Photo of the Day: Little-Town Blues, Melting Away



This was the scene I recorded last night with my camera, as second baseman Martin Prado’s walk-off single up the middle sent the New York Yankees and their fans home with a 4-3 win.

With Ol’ Blue Eyes booming out the “Theme From New York, New York,” more than just the Bombers’ squad of 25 (shown here storming the field) felt that that “these little-town blues are melting away.” So did I. After all, it was not only my first game at the new Yankee Stadium, but the first time I had attended a game in the Bronx since 1984.

Oh—and it also seems that I appeared on YES, courtesy of a camera that panned across my part of the stadium, the field seats between third base and the left-field corner, to catch fan reaction to Jacoby Ellsbury’s game-tying hit in the fifth inning.  (I still haven’t seen this footage, but I’m told that I’m looking around, up and down and into a box of food bought at one of the ballpark’s multitudinous concession stands. You can probably guess that I’m not in a hurry to send the footage off to some Hollywood casting agent.)

So, how was the stadium? Well, glad as I was to see so many more food choices than the old ballpark, part of me still longs for simplicity. It is obvious from the “Legends” restaurant, all the space set aside for private parties, and high ticket prices that the Steinbrenners are not worrying about keeping the ballpark experience within the affordability range of most families. And I’m old enough to remember when a competitive team, not a gonzo scoreboard with an animated character imploring the assembled to be “LOUDER!!!,” generated all the noise an owner could ever want.

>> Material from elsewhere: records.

use schemars::JsonSchema;
use serde::{Deserialize, Serialize};

use crate::error::RigError;

/// Card-swap trigger configuration, on the panel's stretched timeline.
///
/// The 1.3 / 1.8 thresholds and the 1.0 rearm bound are preserved
/// hand-tuned constants from the original layout, with no derivation
/// behind them.
#[derive(
    Debug, Clone, Serialize, Deserialize, PartialEq, JsonSchema,
)]
#[serde(default)]
pub struct TriggerOptions {
    /// Ascending timeline values at which the card swap fires, one shot
    /// each.
    pub thresholds: Vec<f32>,
    /// Timeline value below which every fired threshold re-arms, so
    /// scrolling back up and down replays the sequence.
    pub rearm_below: f32,
}

impl Default for TriggerOptions {
    fn default() -> Self {
        Self {
            thresholds: vec![1.3, 1.8],
            rearm_below: 1.0,
        }
    }
}

impl TriggerOptions {
    /// Check that the thresholds form a usable ascending sequence above
    /// the rearm bound.
    pub fn validate(&self) -> Result<(), RigError> {
        if self.thresholds.is_empty() {
            return Err(RigError::InvalidThresholds(
                "threshold list is empty".to_owned(),
            ));
        }
        if !self.rearm_below.is_finite() {
            return Err(RigError::InvalidThresholds(format!(
                "rearm bound {} is not finite",
                self.rearm_below
            )));
        }
        let mut prev = self.rearm_below;
        for (i, &t) in self.thresholds.iter().enumerate() {
            if !t.is_finite() || t <= prev {
                return Err(RigError::InvalidThresholds(format!(
                    "threshold[{i}] = {t} must be finite and above {prev}"
                )));
            }
            prev = t;
        }
        Ok(())
    }
}
use schemars::JsonSchema;
use serde::{Deserialize, Serialize};

use crate::error::RigError;

/// Tunnel depth/flash breakpoints.
///
/// The tunnel travels for the first 9000px of its section, then a white
/// flash fades in over the next 726px while the tunnel itself fades out,
/// and past 9726px the flash holds at full.
#[derive(
    Debug, Clone, Serialize, Deserialize, PartialEq, JsonSchema,
)]
#[serde(default)]
pub struct TunnelOptions {
    /// Offset at which the depth travel ends and the flash begins.
    pub depth_end_px: f32,
    /// Length of the flash fade window, in pixels.
    pub flash_length_px: f32,
    /// Camera-space depth at offset 0.
    pub depth_near_z: f32,
    /// Total depth travelled across the depth phase.
    pub depth_travel_z: f32,
}

impl Default for TunnelOptions {
    fn default() -> Self {
        Self {
            depth_end_px: 9000.0,
            flash_length_px: 726.0,
            depth_near_z: -50.0,
            depth_travel_z: 1500.0,
        }
    }
}

impl TunnelOptions {
    /// Offset at which the flash reaches full and holds.
    #[must_use]
    pub fn flash_end_px(&self) -> f32 {
        self.depth_end_px + self.flash_length_px
    }

    /// Check both phase windows for zero or non-finite spans.
    pub fn validate(&self) -> Result<(), RigError> {
        if !(self.depth_end_px.is_finite() && self.depth_end_px > 0.0) {
            return Err(RigError::InvalidRange {
                start_px: 0.0,
                end_px: self.depth_end_px,
            });
        }
        if !(self.flash_length_px.is_finite() && self.flash_length_px > 0.0)
        {
            return Err(RigError::InvalidRange {
                start_px: self.depth_end_px,
                end_px: self.flash_end_px(),
            });
        }
        if !self.depth_near_z.is_finite() || !self.depth_travel_z.is_finite()
        {
            return Err(RigError::InvalidOption(
                "tunnel depth values must be finite".to_owned(),
            ));
        }
        Ok(())
    }
}
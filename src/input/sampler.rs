//! Latest-wins sampling of scroll and resize notifications.
//!
//! The sampler is the only component that touches raw viewport events.
//! It does O(1) bookkeeping per event — overwrite the latest sample,
//! nothing else — so the (irregular, browser-paced) event stream never
//! carries derivation work. Downstream consumers read one immutable
//! [`ScrollSignal`] snapshot per repaint tick.

use super::event::ViewportEvent;

/// Viewport height assumed before the first layout, in pixels.
///
/// Non-zero so viewport-relative breakpoints (e.g. "5.5 viewports") never
/// divide by or multiply against zero before the first resize arrives.
pub const DEFAULT_VIEWPORT_HEIGHT_PX: f32 = 800.0;

/// One immutable sample of the viewport: scroll offset plus height.
///
/// Produced by the [`ScrollSampler`]; read-only to every downstream
/// consumer. There is no identity — a newer sample always supersedes an
/// older one.
#[derive(Debug, Clone, Copy, PartialEq)]
pub struct ScrollSignal {
    /// Vertical scroll offset from the top of the page, in pixels.
    pub offset_px: f32,
    /// Visible viewport height, in pixels. Always positive.
    pub viewport_height_px: f32,
}

impl ScrollSignal {
    /// Signal for a freshly loaded page: offset 0, default viewport.
    #[must_use]
    pub fn at_rest() -> Self {
        Self {
            offset_px: 0.0,
            viewport_height_px: DEFAULT_VIEWPORT_HEIGHT_PX,
        }
    }

    /// Scroll offset expressed in viewport heights.
    #[must_use]
    pub fn viewports(self) -> f32 {
        self.offset_px / self.viewport_height_px
    }
}

impl Default for ScrollSignal {
    fn default() -> Self {
        Self::at_rest()
    }
}

/// Folds viewport events into the current [`ScrollSignal`], latest wins.
///
/// Mirrors a scroll/resize listener registration: events are accepted
/// while attached and ignored after [`detach`](Self::detach) — a
/// notification that arrives after teardown must not write into a
/// disposed view.
#[derive(Debug, Clone)]
pub struct ScrollSampler {
    latest: ScrollSignal,
    attached: bool,
    /// Set once the first post-detach event has been reported.
    warned_detached: bool,
}

impl ScrollSampler {
    /// Create an attached sampler with the at-rest signal.
    #[must_use]
    pub fn new() -> Self {
        Self {
            latest: ScrollSignal::at_rest(),
            attached: true,
            warned_detached: false,
        }
    }

    /// Fold one viewport event into the latest sample.
    ///
    /// Out-of-domain measurements degrade to neutral values instead of
    /// propagating NaN or negative geometry: non-finite or negative
    /// offsets clamp to 0, non-positive or non-finite heights fall back
    /// to [`DEFAULT_VIEWPORT_HEIGHT_PX`].
    pub fn handle_event(&mut self, event: ViewportEvent) {
        if !self.attached {
            if !self.warned_detached {
                log::warn!("viewport event after detach: {event:?}");
                self.warned_detached = true;
            }
            return;
        }

        match event {
            ViewportEvent::Scrolled { offset_px } => {
                self.latest.offset_px = if offset_px.is_finite() {
                    offset_px.max(0.0)
                } else {
                    0.0
                };
            }
            ViewportEvent::Resized { viewport_height_px } => {
                self.latest.viewport_height_px = if viewport_height_px
                    .is_finite()
                    && viewport_height_px > 0.0
                {
                    viewport_height_px
                } else {
                    DEFAULT_VIEWPORT_HEIGHT_PX
                };
            }
        }
    }

    /// The current snapshot. Stable for the duration of a frame as long
    /// as the caller reads it once and passes it down (see
    /// [`Rig::frame`](crate::rig::Rig::frame)).
    #[must_use]
    pub fn signal(&self) -> ScrollSignal {
        self.latest
    }

    /// Stop accepting events. Subsequent events are dropped.
    pub fn detach(&mut self) {
        if self.attached {
            log::debug!("scroll sampler detached");
        }
        self.attached = false;
    }

    /// Whether the sampler is still accepting events.
    #[must_use]
    pub fn is_attached(&self) -> bool {
        self.attached
    }
}

impl Default for ScrollSampler {
    fn default() -> Self {
        Self::new()
    }
}
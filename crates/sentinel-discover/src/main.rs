//! CLI entry point for the sentinel-discover inventory pipeline.

use std::path::Path;

use clap::Parser;
use tokio_util::sync::CancellationToken;
use tracing_subscriber::{fmt, EnvFilter};

use sentinel_discover::config::{DiscoverConfig, SourceKind};
use sentinel_discover::interface;
use sentinel_discover::nmap::NmapScanner;
use sentinel_discover::present::{self, OutputFormat};
use sentinel_discover::Pipeline;

#[derive(Parser)]
#[command(name = "sentinel-discover")]
#[command(about = "Discover, probe and enrich the devices on the local network segment")]
struct Cli {
    /// Interface to discover on (default: first usable physical interface).
    #[arg(short, long)]
    interface: Option<String>,

    /// Subnet to sweep in CIDR notation (default: the interface's subnet).
    #[arg(short, long)]
    subnet: Option<String>,

    /// Output format.
    #[arg(short, long, value_enum, default_value_t = OutputFormat::Table)]
    format: OutputFormat,

    /// Discovery sources to run, comma separated: lldp, sweep, arp.
    #[arg(long, value_delimiter = ',')]
    sources: Option<Vec<SourceKind>>,

    /// Abort the run after this many seconds and present what was found.
    #[arg(long)]
    deadline: Option<u64>,

    /// Config file path, or prefix without extension (default: sentinel).
    #[arg(short, long, default_value = "sentinel")]
    config: String,
}

#[tokio::main]
async fn main() -> anyhow::Result<()> {
    let filter = EnvFilter::try_from_default_env().unwrap_or_else(|_| EnvFilter::new("info"));
    fmt()
        .with_env_filter(filter)
        .with_writer(std::io::stderr)
        .json()
        .init();

    let cli = Cli::parse();
    let config = load_config(&cli)?;

    let segment = interface::resolve_segment(config.interface.as_deref(), config.subnet.as_deref())?;
    tracing::info!(
        interface = %segment.interface,
        address = %segment.address,
        subnet = %segment.subnet,
        "Discovering on local segment"
    );

    if config.sources.contains(&SourceKind::Sweep) {
        match NmapScanner::new(&config.nmap_path).verify_installation().await {
            Ok(version) => tracing::info!(nmap_version = %version.lines().next().unwrap_or("").trim(), "Nmap verified"),
            Err(e) => tracing::warn!(error = %e, "Nmap unavailable, sweep and fingerprint steps will fail"),
        }
    }

    let cancel = CancellationToken::new();
    spawn_cancel_triggers(&cancel, &config);

    let pipeline = Pipeline::from_config(&config);
    let outcome = pipeline.run(&segment, &cancel).await;
    cancel.cancel();

    let records = outcome.inventory.into_sorted();
    let stdout = std::io::stdout();
    let mut out = stdout.lock();
    present::presenter_for(cli.format).present(&records, &mut out)?;

    if outcome.cancelled {
        tracing::warn!(records = records.len(), "Run was cancelled; inventory is partial");
    }
    Ok(())
}

/// File, environment, then command-line flags, later winning.
fn load_config(cli: &Cli) -> anyhow::Result<DiscoverConfig> {
    let path = Path::new(&cli.config);
    let mut config = if path.extension().is_some() && path.is_file() {
        DiscoverConfig::from_file(path)?
    } else {
        DiscoverConfig::load(&cli.config)?
    };

    if let Some(interface) = &cli.interface {
        config.interface = Some(interface.clone());
    }
    if let Some(subnet) = &cli.subnet {
        config.subnet = Some(subnet.clone());
    }
    if let Some(sources) = &cli.sources {
        config.sources = sources.clone();
    }
    if let Some(secs) = cli.deadline {
        config.run_deadline_secs = Some(secs);
    }
    Ok(config)
}

/// Cancel on Ctrl-C or when the run deadline passes.
fn spawn_cancel_triggers(cancel: &CancellationToken, config: &DiscoverConfig) {
    let on_signal = cancel.clone();
    tokio::spawn(async move {
        tokio::select! {
            _ = on_signal.cancelled() => {}
            result = tokio::signal::ctrl_c() => {
                match result {
                    Ok(()) => {
                        tracing::warn!("Interrupted, finishing with partial results");
                        on_signal.cancel();
                    }
                    Err(e) => tracing::error!(error = %e, "Failed to listen for Ctrl-C"),
                }
            }
        }
    });

    if let Some(deadline) = config.run_deadline() {
        let on_deadline = cancel.clone();
        tokio::spawn(async move {
            tokio::select! {
                _ = on_deadline.cancelled() => {}
                _ = tokio::time::sleep(deadline) => {
                    tracing::warn!(deadline_secs = deadline.as_secs(), "Run deadline reached");
                    on_deadline.cancel();
                }
            }
        });
    }
}
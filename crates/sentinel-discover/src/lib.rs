//! sentinel-discover: local network inventory pipeline.
//!
//! Discovery sources (LLDP neighbors, nmap ping sweep, ARP sweep) run
//! concurrently and their sightings are merged by address. Every record is
//! then probed for reachability and enriched with names, open ports,
//! service banners and management counters before being presented.

pub mod command;
pub mod config;
pub mod error;
pub mod interface;
pub mod nmap;
pub mod nmap_xml;
pub mod pipeline;
pub mod present;
pub mod probe;
pub mod sources;
pub mod stages;

pub use error::{DiscoverError, Result};
pub use pipeline::{Pipeline, PipelineOutcome};
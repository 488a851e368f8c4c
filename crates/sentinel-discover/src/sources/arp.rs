//! Address-resolution sweep of the local segment.
//!
//! The kernel neighbor table seeds addresses that are already resolved;
//! every other host address in the subnet is then resolved with one
//! `arping` request each. A semaphore caps in-flight requests and each
//! request has its own short timeout, so the worst case is about
//! `hosts / workers * unit_timeout`.

use std::collections::BTreeMap;
use std::net::{IpAddr, Ipv4Addr};
use std::sync::Arc;
use std::time::Duration;

use async_trait::async_trait;
use sentinel_core::{Observation, Technique};
use tokio::sync::Semaphore;
use tokio::task::JoinSet;
use tokio_util::sync::CancellationToken;

use crate::command;
use crate::config::ArpConfig;
use crate::error::{DiscoverError, Result};
use crate::interface::LocalSegment;
use crate::sources::{DiscoverySource, SourceReport};

const NEIGHBOR_TABLE_LIMIT: Duration = Duration::from_secs(5);

/// Kernel neighbor entry state.
#[derive(Debug, Clone, Copy, PartialEq, Eq)]
pub enum NeighborState {
    Reachable,
    Stale,
    Delay,
    Probe,
    Failed,
    Incomplete,
    Permanent,
    Noarp,
    Unknown,
}

impl NeighborState {
    fn parse(s: &str) -> Self {
        match s.to_uppercase().as_str() {
            "REACHABLE" => Self::Reachable,
            "STALE" => Self::Stale,
            "DELAY" => Self::Delay,
            "PROBE" => Self::Probe,
            "FAILED" => Self::Failed,
            "INCOMPLETE" => Self::Incomplete,
            "PERMANENT" => Self::Permanent,
            "NOARP" => Self::Noarp,
            _ => Self::Unknown,
        }
    }

    /// Whether the entry carries a usable link-layer address.
    pub fn is_resolved(&self) -> bool {
        !matches!(self, Self::Failed | Self::Incomplete)
    }
}

#[derive(Debug, Clone, PartialEq, Eq)]
pub struct NeighborEntry {
    pub ip: Ipv4Addr,
    pub mac: String,
    pub state: NeighborState,
}
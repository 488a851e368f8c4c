//! The discovery pipeline: collect, reachability, enrich.
//!
//! Stages run strictly in sequence; each one is a join barrier for the
//! next. A single cancellation token reaches every stage. When it fires,
//! the running stage keeps what its finished units produced, later stages
//! are skipped, and the partial inventory is still returned.

use std::sync::Arc;

use sentinel_core::{Inventory, MergeStats};
use tokio_util::sync::CancellationToken;

use crate::config::DiscoverConfig;
use crate::interface::LocalSegment;
use crate::probe::Probes;
use crate::sources::{self, DiscoverySource};
use crate::stages::collect;
use crate::stages::enrich::EnrichStage;
use crate::stages::reachability::ReachabilityStage;
use crate::stages::StageReport;

/// Result of one pipeline run.
#[derive(Debug)]
pub struct PipelineOutcome {
    pub inventory: Inventory,
    pub merge: MergeStats,
    /// Reports of the stages that ran, in order.
    pub reports: Vec<StageReport>,
    pub cancelled: bool,
}

pub struct Pipeline {
    sources: Vec<Arc<dyn DiscoverySource>>,
    reachability: ReachabilityStage,
    enrich: EnrichStage,
}

impl Pipeline {
    pub fn new(
        sources: Vec<Arc<dyn DiscoverySource>>,
        probes: Probes,
        config: &DiscoverConfig,
    ) -> Self {
        Self {
            sources,
            reachability: ReachabilityStage::new(Arc::clone(&probes.pinger), &config.reachability),
            enrich: EnrichStage::new(probes, &config.enrichment, &config.snmp),
        }
    }

    /// Pipeline wired to the system tools named in `config`.
    pub fn from_config(config: &DiscoverConfig) -> Self {
        Self::new(sources::from_config(config), Probes::from_config(config), config)
    }

    pub async fn run(&self, segment: &LocalSegment, cancel: &CancellationToken) -> PipelineOutcome {
        tracing::info!(
            segment = %segment,
            sources = self.sources.len(),
            "Discovery pipeline started"
        );

        let mut inventory = Inventory::new();
        let mut reports = Vec::with_capacity(3);

        let (collected, merge) = collect::collect(&self.sources, segment, &mut inventory, cancel).await;
        let mut cancelled = collected.cancelled;
        reports.push(collected);

        if !cancelled {
            let report = self.reachability.run(&mut inventory, cancel).await;
            cancelled = report.cancelled;
            reports.push(report);
        }

        if !cancelled {
            let report = self.enrich.run(&mut inventory, cancel).await;
            cancelled = report.cancelled;
            reports.push(report);
        }

        if cancelled {
            tracing::warn!(
                records = inventory.len(),
                stages_run = reports.len(),
                "Discovery pipeline cancelled, returning partial inventory"
            );
        } else {
            tracing::info!(records = inventory.len(), "Discovery pipeline complete");
        }

        PipelineOutcome {
            inventory,
            merge,
            reports,
            cancelled,
        }
    }
}
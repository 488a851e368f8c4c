//! Placeholder vendor tags from hardware address prefixes.

/// Deterministic vendor tag from the first two octets of a MAC address.
///
/// No OUI database is consulted: `AA:BB:CC:..` becomes `Vendor-AABB`.
/// Addresses with fewer than three octets give `UnknownVendor`; an empty
/// address gives `None`.
pub fn vendor_from_hardware_address(mac: &str) -> Option<String> {
    let mac = mac.trim();
    if mac.is_empty() {
        return None;
    }

    let octets: Vec<&str> = mac.split([':', '-']).collect();
    if octets.len() < 3 {
        return Some("UnknownVendor".to_string());
    }
    Some(format!(
        "Vendor-{}{}",
        octets[0].to_uppercase(),
        octets[1].to_uppercase()
    ))
}

#[cfg(test)]
mod tests {
    use super::*;

    #[test]
    fn test_vendor_from_colon_mac() {
        assert_eq!(
            vendor_from_hardware_address("aa:bb:cc:dd:ee:ff").as_deref(),
            Some("Vendor-AABB")
        );
    }

    #[test]
    fn test_vendor_from_dash_mac() {
        assert_eq!(
            vendor_from_hardware_address("00-1A-2B-3C-4D-5E").as_deref(),
            Some("Vendor-001A")
        );
    }

    #[test]
    fn test_short_address() {
        assert_eq!(
            vendor_from_hardware_address("aa:bb").as_deref(),
            Some("UnknownVendor")
        );
    }

    #[test]
    fn test_empty_address() {
        assert_eq!(vendor_from_hardware_address(""), None);
        assert_eq!(vendor_from_hardware_address("   "), None);
    }
}
//! Per-device probe collaborators.
//!
//! Each external capability the reachability and enrichment stages call is
//! a trait, so stages can run against the real tools or against stubs. The
//! default implementations shell out to system tools or open plain sockets;
//! none of them speaks a wire protocol in-process.

pub mod dns;
pub mod fingerprint;
pub mod icmp;
pub mod ports;
pub mod snmp;
pub mod vendor;

use std::collections::HashMap;
use std::net::IpAddr;
use std::sync::Arc;
use std::time::Duration;

use async_trait::async_trait;

use crate::config::DiscoverConfig;
use crate::error::Result;
use crate::nmap::NmapScanner;

/// Echo-style round-trip probe.
#[async_trait]
pub trait Pinger: Send + Sync {
    /// Round-trip time on success; any error means unreachable.
    async fn ping(&self, address: IpAddr, timeout: Duration) -> Result<Duration>;
}

/// Reverse name resolution.
#[async_trait]
pub trait NameResolver: Send + Sync {
    async fn reverse(&self, address: IpAddr) -> Result<Option<String>>;
}

/// TCP reachability of a single port.
#[async_trait]
pub trait PortProber: Send + Sync {
    async fn is_open(&self, address: IpAddr, port: u16, timeout: Duration) -> bool;
}

/// Service/version banner fingerprint of a host.
#[derive(Debug, Clone, Default, PartialEq, Eq)]
pub struct Fingerprint {
    /// Free-text summary, e.g. `22/ssh(OpenSSH 9.6); 80/http(nginx)`.
    pub description: String,
    /// Service names seen, used as protocol tags.
    pub protocols: Vec<String>,
}

impl Fingerprint {
    pub fn is_empty(&self) -> bool {
        self.description.trim().is_empty() && self.protocols.is_empty()
    }
}

#[async_trait]
pub trait Fingerprinter: Send + Sync {
    async fn fingerprint(&self, address: IpAddr) -> Result<Fingerprint>;
}

/// Management-protocol GET of a set of OIDs.
#[async_trait]
pub trait ManagementClient: Send + Sync {
    /// Values keyed by numeric OID without a leading dot.
    async fn fetch(&self, address: IpAddr, oids: &[String]) -> Result<HashMap<String, String>>;
}

/// The collaborators used after discovery.
#[derive(Clone)]
pub struct Probes {
    pub pinger: Arc<dyn Pinger>,
    pub resolver: Arc<dyn NameResolver>,
    pub ports: Arc<dyn PortProber>,
    pub fingerprinter: Arc<dyn Fingerprinter>,
    pub management: Arc<dyn ManagementClient>,
}

impl Probes {
    /// Build the system-tool backed collaborators from configuration.
    pub fn from_config(config: &DiscoverConfig) -> Self {
        let enrichment = &config.enrichment;
        Self {
            pinger: Arc::new(icmp::SystemPinger::default()),
            resolver: Arc::new(dns::GetentResolver::new(Duration::from_millis(
                enrichment.dns_timeout_ms,
            ))),
            ports: Arc::new(ports::TcpConnectProber),
            fingerprinter: Arc::new(fingerprint::NmapFingerprinter::new(
                NmapScanner::new(&config.nmap_path),
                enrichment.fingerprint_profile.clone(),
                Duration::from_secs(enrichment.fingerprint_timeout_secs),
            )),
            management: Arc::new(snmp::SnmpGetClient::new(config.snmp.clone())),
        }
    }
}
//! Service/version fingerprinting through an nmap service scan.

use std::net::IpAddr;
use std::time::Duration;

use async_trait::async_trait;

use crate::config::ScanProfile;
use crate::error::Result;
use crate::nmap::NmapScanner;
use crate::nmap_xml::NmapRun;
use crate::probe::{Fingerprint, Fingerprinter};

#[derive(Debug, Clone)]
pub struct NmapFingerprinter {
    scanner: NmapScanner,
    profile: ScanProfile,
    limit: Duration,
}

impl NmapFingerprinter {
    pub fn new(scanner: NmapScanner, profile: ScanProfile, limit: Duration) -> Self {
        Self {
            scanner,
            profile,
            limit,
        }
    }
}

#[async_trait]
impl Fingerprinter for NmapFingerprinter {
    async fn fingerprint(&self, address: IpAddr) -> Result<Fingerprint> {
        let result = self
            .scanner
            .scan(&address.to_string(), &self.profile, self.limit)
            .await?;
        Ok(summarize(&result.nmap_run))
    }
}

/// Condense a service scan into `port/service(banner)` entries.
pub fn summarize(run: &NmapRun) -> Fingerprint {
    let mut entries = Vec::new();
    let mut protocols: Vec<String> = Vec::new();

    for host in run.hosts.iter().filter(|h| h.is_up()) {
        for port in host.open_ports() {
            let Some(service) = &port.service else {
                entries.push(port.port_id.to_string());
                continue;
            };
            let name = service.name.trim();
            let entry = match service.banner() {
                Some(banner) => format!("{}/{}({})", port.port_id, name, banner),
                None => format!("{}/{}", port.port_id, name),
            };
            entries.push(entry);

            if !name.is_empty() && !protocols.iter().any(|p| p == name) {
                protocols.push(name.to_string());
            }
        }
        if let Some(os) = host.os_name() {
            entries.push(format!("os:{os}"));
        }
    }

    Fingerprint {
        description: entries.join("; "),
        protocols,
    }
}

#[cfg(test)]
mod tests {
    use super::*;
    use crate::nmap_xml::parse_nmap_xml;

    const SERVICE_SCAN: &str = r#"<?xml version="1.0"?>
<nmaprun scanner="nmap" args="nmap -sV -T4 --open -oX - 10.0.0.5" start="1700000000" version="7.94">
  <host>
    <status state="up" reason="syn-ack"/>
    <address addr="10.0.0.5" addrtype="ipv4"/>
    <ports>
      <port protocol="tcp" portid="22">
        <state state="open" reason="syn-ack"/>
        <service name="ssh" product="OpenSSH" version="9.6p1"/>
      </port>
      <port protocol="tcp" portid="80">
        <state state="open" reason="syn-ack"/>
        <service name="http" product="nginx"/>
      </port>
      <port protocol="tcp" portid="8080">
        <state state="open" reason="syn-ack"/>
        <service name="http"/>
      </port>
    </ports>
  </host>
</nmaprun>"#;

    #[test]
    fn test_summarize_service_scan() {
        let run = parse_nmap_xml(SERVICE_SCAN.as_bytes()).unwrap();
        let fingerprint = summarize(&run);
        assert_eq!(
            fingerprint.description,
            "22/ssh(OpenSSH 9.6p1); 80/http(nginx); 8080/http"
        );
        assert_eq!(fingerprint.protocols, vec!["ssh", "http"]);
    }

    #[test]
    fn test_summarize_no_hosts() {
        let run = NmapRun { hosts: Vec::new() };
        assert!(summarize(&run).is_empty());
    }
}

But enough kvetching. The seats were comfortable and the view was great. Moreover, the Hall of Heroes, with ceilings towering and projecting like those in Notre Dame and Chartres, reminded me that I was still in the Cathedral of Sports. And, like just about every single one of the other 43,000 plus assembled, I stood and cheered, glad to see and thank, for one of the last times, a player guaranteed to be in the Hall of Heroes himself shortly: Derek Jeter.

(Many, many thanks to someone even more of a diehard fan than myself: my older brother, who once again, as when we were young, took me out to the ballgame.)